Será el próximo martes; crece la movilización estudiantil y peligra el abastecimiento de nafta
PARIS. Las protestas contra la reforma del sistema de pensiones que impulsa el gobierno de Nicolas Sarkozy continuaron ayer por tercer día consecutivo, mientras que los principales sindicatos convocaron a una nueva huelga para el martes próximo, indicio de que el conflicto amenaza con prolongarse por tiempo indefinido.
"Las organizaciones sindicales piden a los senadores no adoptar esta reforma injusta", expresó un comunicado de la intersindical, al término de una reunión celebrada ayer, durante la cual las ocho principales centrales obreras de Francia decidieron convocar a otra huelga para el martes 19.
Será la sexta jornada de movilizaciones y cuarta de huelga, desde principios de septiembre, contra la reforma de pensiones que establece aumentar de 60 a 62 años la edad mínima legal para jubilarse y de 65 a 67 para cobrar una pensión completa. Tendrá lugar en vísperas de la votación en el Senado del proyecto de ley, que ya fue aprobado por la Asamblea Nacional (cámara de Diputados) el 15 de septiembre.
El movimiento en contra de la reforma del sistema jubilatorio, que ayer fue ratificada en enérgicos términos por Sarkozy, se radicalizó en los últimos días y, según analistas, la disputa podría estar cerca de un punto crucial, ya que los sindicatos presumen huelgas más largas y buscan un apoyo social más amplio.
Las primeras acciones, de hecho, incluyeron huelgas de 24 horas, mientras que la última se ha prolongado desde el martes, cuando 3,5 millones de personas ?según los sindicatos? protestaron en las calles, en lo que se consideró la mayor jornada de reclamo de los últimos 15 años en Francia.
El movimiento sindical contra la reforma, además, recibió esta semana el apoyo de miles de estudiantes, que participaron masivamente en la manifestación del martes y que, desde entonces, han perturbado el desarrollo normal de las clases en institutos y universidades. Según datos de la UNL, el principal colectivo que reúne a los estudiantes secundarios, ya habría más de 700 establecimientos educativos tomados.

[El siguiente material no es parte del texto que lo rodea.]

//! Engine configuration
//!
//! Everything the engine treats as a convention rather than a rule lives in
//! [`ProbeConfig`]: the storage naming patterns of each delegation kind, the
//! storage identifiers injected by tooling, markers to disregard and the
//! name of the top type. Defaults match the conventions of the Kotlin
//! compiler; a TOML file can override any subset of them.
use std::{
    collections::BTreeSet,
    path::{Path, PathBuf},
};

use log::debug;
use serde::{Deserialize, Serialize};

use crate::{
    magic::{
        ENV_CONFIG_PATH, EXCLUDED_STORAGE_NAMES, EXCLUDED_STORAGE_PREFIXES,
        INTERFACE_DELEGATE_PREFIX, LAZY_DELEGATE_SUFFIX, LAZY_WRAPPER_TYPES, MAP_TYPES,
        PROVIDER_DELEGATE_SUFFIX, REFERENCE_DELEGATE_SUFFIX, TOP_TYPE,
    },
    utils::error::{ProbeError, ProbeResult},
};

fn owned(values: &[&str]) -> Vec<String> {
    values.iter().map(|v| v.to_string()).collect()
}

/// Storage naming conventions for each delegation kind.
#[derive(Debug, Clone, PartialEq, Eq, Serialize, Deserialize)]
#[serde(default)]
pub struct DelegateConventions {
    pub interface_prefix: String,
    pub lazy_suffix: String,
    pub reference_suffix: String,
    pub provider_suffix: String,
    /// Raw names of the lazy cache wrapper type.
    pub lazy_wrappers: Vec<String>,
    /// Raw names of key-value mapping types.
    pub map_types: Vec<String>,
}

impl Default for DelegateConventions {
    fn default() -> Self {
        Self {
            interface_prefix: INTERFACE_DELEGATE_PREFIX.to_string(),
            lazy_suffix: LAZY_DELEGATE_SUFFIX.to_string(),
            reference_suffix: REFERENCE_DELEGATE_SUFFIX.to_string(),
            provider_suffix: PROVIDER_DELEGATE_SUFFIX.to_string(),
            lazy_wrappers: owned(LAZY_WRAPPER_TYPES),
            map_types: owned(MAP_TYPES),
        }
    }
}

impl DelegateConventions {
    pub fn is_lazy_wrapper(&self, raw_name: &str) -> bool {
        self.lazy_wrappers.iter().any(|w| w == raw_name)
    }

    pub fn is_map_type(&self, raw_name: &str) -> bool {
        self.map_types.iter().any(|m| m == raw_name)
    }
}

#[derive(Debug, Clone, PartialEq, Eq, Serialize, Deserialize)]
#[serde(default)]
pub struct ProbeConfig {
    pub conventions: DelegateConventions,
    pub excluded_storage_names: Vec<String>,
    pub excluded_storage_prefixes: Vec<String>,
    /// Fully-qualified marker names the annotation cache must skip.
    pub ignored_markers: BTreeSet<String>,
    pub top_type: String,
}

impl Default for ProbeConfig {
    fn default() -> Self {
        Self {
            conventions: DelegateConventions::default(),
            excluded_storage_names: owned(EXCLUDED_STORAGE_NAMES),
            excluded_storage_prefixes: owned(EXCLUDED_STORAGE_PREFIXES),
            ignored_markers: BTreeSet::new(),
            top_type: TOP_TYPE.to_string(),
        }
    }
}

impl ProbeConfig {
    /// Returns `true` if `storage_name` was injected by tooling and is never instance state.
    pub fn is_excluded_storage(&self, storage_name: &str) -> bool {
        self.excluded_storage_names.iter().any(|n| n == storage_name)
            || self
                .excluded_storage_prefixes
                .iter()
                .any(|p| storage_name.starts_with(p.as_str()))
    }

    /// Get the configuration path from the environment, if set.
    pub fn env_path() -> Option<PathBuf> {
        std::env::var_os(ENV_CONFIG_PATH).map(PathBuf::from)
    }

    /// Load the configuration named by [`ENV_CONFIG_PATH`], or the defaults if
    /// the variable is not set.
    pub fn from_env() -> ProbeResult<Self> {
        match Self::env_path() {
            Some(path) => Self::load_from_toml(&path),
            None => Ok(Self::default()),
        }
    }

    /// Parse a configuration from a TOML string. Missing keys keep their defaults.
    pub fn from_toml_str(toml_str: &str) -> ProbeResult<Self> {
        toml::from_str(toml_str).map_err(|e| ProbeError::ConfigParse {
            source: e,
            file: "<inline>".to_string(),
        })
    }

    /// Load a configuration from a TOML file.
    pub fn load_from_toml(path: &Path) -> ProbeResult<Self> {
        let toml_str = std::fs::read_to_string(path)?;
        debug!("Loading propscope configuration from {}", path.display());

        toml::from_str(&toml_str).map_err(|e| ProbeError::ConfigParse {
            source: e,
            file: path.display().to_string(),
        })
    }

    /// Save the configuration to a TOML file, creating parent directories as needed.
    pub fn save_to_toml(&self, path: &Path) -> ProbeResult<()> {
        let toml_str = toml::to_string(self)?;

        if let Some(parent) = path.parent() {
            std::fs::create_dir_all(parent)?;
        }

        std::fs::write(path, toml_str)?;
        Ok(())
    }
}

#[cfg(test)]
mod tests {
    use super::*;

    #[test]
    fn partial_toml_keeps_defaults() {
        let conf = ProbeConfig::from_toml_str(
            r#"
            top_type = "Object"

            [conventions]
            reference_suffix = "$ref"
            "#,
        )
        .unwrap();

        assert_eq!(conf.top_type, "Object");
        assert_eq!(conf.conventions.reference_suffix, "$ref");
        assert_eq!(conf.conventions.lazy_suffix, LAZY_DELEGATE_SUFFIX);
        assert!(conf.conventions.is_lazy_wrapper("kotlin.Lazy"));
        assert!(conf.is_excluded_storage("__cobertura_counters"));
    }

    #[test]
    fn excluded_prefixes() {
        let conf = ProbeConfig::default();
        assert!(conf.is_excluded_storage("bitmap$init$0"));
        assert!(!conf.is_excluded_storage("bitmap"));
    }

    #[test]
    fn malformed_toml_is_reported() {
        let err = ProbeConfig::from_toml_str("top_type = [").unwrap_err();
        assert!(matches!(err, ProbeError::ConfigParse { .. }));
    }

    #[test]
    fn save_then_load() {
        let dir = std::env::temp_dir().join(format!("propscope-conf-{}", std::process::id()));
        let path = dir.join("nested").join("propscope.toml");
        let mut conf = ProbeConfig::default();
        conf.ignored_markers.insert("com.example.Ignored".to_string());

        conf.save_to_toml(&path).unwrap();
        let loaded = ProbeConfig::load_from_toml(&path).unwrap();
        assert_eq!(loaded, conf);

        std::fs::remove_dir_all(&dir).ok();
    }
}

Con pancartas que rezaban "Desocupados hasta los 30 años, jubilados a los 67. Resistamos; no queremos esta sociedad", miles de estudiantes que se oponen a la iniciativa volvieron a marchar ayer en distintos puntos del país. La televisión local, además, mostró imágenes de estudiantes volcando cestos de basura, erigiendo barricadas en medio de una avenida parisiense y muy vigilados por la policía en varios sitios. En la región de Val-de-Marne, en el sudeste de París, en tanto, fueron detenidos unos 15 estudiantes por arrojar proyectiles contra la policía.
También trabajadores del sector ferroviario, de las refinerías y, en menor medida, de los transportes públicos de París secundaron ayer la huelga contra la cuestionada reforma, que el gobierno asegura que es necesaria para sanear las finanzas y retener la excelente calificación crediticia del país.
La empresa pública de ferrocarriles aseguró que el 20,3% de sus trabajadores secundó ayer la huelga, en descenso con respecto a anteayer, cuando fueron un 24% y con el pasado martes, cuando alcanzó al 40%.
Falta de combustible
Diez de las 12 refinerías del país, por su parte, continuaban ayer paradas, lo que amenaza con provocar problemas en el abastecimiento de combustible. El principal puerto petrolero francés, Fos-Levera, además, cumplió ayer 18 días de paro, lo que ha llevado al sector a advertir que la falta de combustible en lugares específicos podría afectar a partes de Francia desde mediados de la próxima semana.
El gobierno, sin embargo, aseguró ayer que tiene reservas para un mes si no se multiplican las compras por precaución. "No habrá escasez", declaró el secretario de Transporte, Dominique Bussereau.